Anonyme en escale : ma plunge crue dans le porno à l’hôtel

Le ronronnement du moteur s’éteint enfin. Aéroport anonyme, nuit lourde. Hôtel bas de gamme, lumière tamisée au lounge bar. Verre de rouge tiède en main, je fixe mon portable. Annonce vue sur un forum : photos de charme, cash rapide. Loin de chez moi, 2014, je suis Béa, mais ici Anonyme. Personne ne sait. Véro m’appelle, ma pote de toujours.

— Salut Véro, sincère : je suis charmante ?

L’Approche : liberté et premier frisson à l’hôtel

— Putain Béa, t’es bonne !

— Tant mieux, j’ai répondu à une annonce. Photos à poil.

— Attention, ça dérape souvent en baise.

— Limites claires : nue, point.

On rigole des souvenirs. Baignoire à trois avec Roland, pétés. Bruits de glaçons dans nos verres. Air conditionné froid sur la peau. Elle insiste pour venir. Demain, première étape.
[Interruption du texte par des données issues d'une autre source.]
use serde::{Deserialize, Serialize};

/// Thresholds that drive automatic bill matching. The core never validates them:
/// unusual values simply make matching stricter or looser.
#[derive(Debug, Clone, PartialEq, Serialize, Deserialize)]
#[serde(rename_all = "camelCase")]
pub struct BillMatchingSettings {
    #[serde(default = "BillMatchingSettings::default_amount_tolerance")]
    pub amount_tolerance: f64,
    #[serde(default = "BillMatchingSettings::default_date_window_days")]
    pub date_window_days: i64,
    #[serde(default = "BillMatchingSettings::default_minimum_score")]
    pub minimum_score: u32,
    #[serde(default)]
    pub require_description_match: bool,
    #[serde(default = "BillMatchingSettings::default_true")]
    pub require_amount_match: bool,
    #[serde(default = "BillMatchingSettings::default_true")]
    pub require_date_window: bool,
}

impl BillMatchingSettings {
    fn default_amount_tolerance() -> f64 {
        1.0
    }

    fn default_date_window_days() -> i64 {
        7
    }

    fn default_minimum_score() -> u32 {
        60
    }

    fn default_true() -> bool {
        true
    }

    /// Applies a `name value` pair as typed in the shell, returning false for unknown names.
    pub fn apply(&mut self, name: &str, value: &str) -> Result<bool, String> {
        let normalized = name.trim().to_ascii_lowercase().replace(['-', '_'], "");
        match normalized.as_str() {
            "amounttolerance" => self.amount_tolerance = parse_value(name, value)?,
            "datewindowdays" => self.date_window_days = parse_value(name, value)?,
            "minimumscore" => self.minimum_score = parse_value(name, value)?,
            "requiredescriptionmatch" => self.require_description_match = parse_flag(name, value)?,
            "requireamountmatch" => self.require_amount_match = parse_flag(name, value)?,
            "requiredatewindow" => self.require_date_window = parse_flag(name, value)?,
            _ => return Ok(false),
        }
        Ok(true)
    }
}

impl Default for BillMatchingSettings {
    fn default() -> Self {
        Self {
            amount_tolerance: Self::default_amount_tolerance(),
            date_window_days: Self::default_date_window_days(),
            minimum_score: Self::default_minimum_score(),
            require_description_match: false,
            require_amount_match: true,
            require_date_window: true,
        }
    }
}

fn parse_value<T: std::str::FromStr>(name: &str, value: &str) -> Result<T, String> {
    value
        .trim()
        .parse::<T>()
        .map_err(|_| format!("invalid value `{}` for `{}`", value, name))
}

fn parse_flag(name: &str, value: &str) -> Result<bool, String> {
    match value.trim().to_ascii_lowercase().as_str() {
        "true" | "yes" | "on" | "1" => Ok(true),
        "false" | "no" | "off" | "0" => Ok(false),
        _ => Err(format!("invalid flag `{}` for `{}` (use true/false)", value, name)),
    }
}

#[cfg(test)]
mod tests {
    use super::*;

    #[test]
    fn partial_json_fills_defaults() {
        let settings: BillMatchingSettings =
            serde_json::from_str(r#"{"minimumScore": 75}"#).unwrap();
        assert_eq!(settings.minimum_score, 75);
        assert_eq!(settings.date_window_days, 7);
        assert!(settings.require_amount_match);
    }

    #[test]
    fn apply_accepts_camel_and_kebab_names() {
        let mut settings = BillMatchingSettings::default();
        assert!(settings.apply("amountTolerance", "2.5").unwrap());
        assert!(settings.apply("require-description-match", "yes").unwrap());
        assert!(!settings.apply("colour", "blue").unwrap());
        assert!(settings.apply("minimum_score", "abc").is_err());
        assert_eq!(settings.amount_tolerance, 2.5);
        assert!(settings.require_description_match);
    }

    #[test]
    fn negative_values_are_accepted_as_is() {
        let mut settings = BillMatchingSettings::default();
        settings.apply("dateWindowDays", "-1").unwrap();
        assert_eq!(settings.date_window_days, -1);
    }
}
Réception glaciale. Badge en main.

— Troisième étage, Béa Bourdat.

Ascenseur brinquebalant. Portes crasseuses. Studio loué à l’heure. 750 balles. Pas le temps pour les blablas. Maquillage rapide, peignoir râpeux. J’ouvre la porte. Flashs aveuglants. Regard pro qui scanne mes seins, mon cul. Nue dessous, ma limite à moi. Mais le peignoir s’accroche. Vue plongeante sur mon entrejambe. Rires gras autour. Échec. Il file une adresse : son pote, plus hard.

Véro débarque. On y va ensemble. Hôtel voisin ? Même vibe anonyme. Peignoirs souillés, lit rond immense. Fraîcheur des draps satinés contre nos peaux nues. Lumière rougeoyante. L’assistant gueule :

L’Explosion : sexe brut et limites pulvérisées

— Saphique, les filles ! Brune lèche seins rousse. Langue dedans !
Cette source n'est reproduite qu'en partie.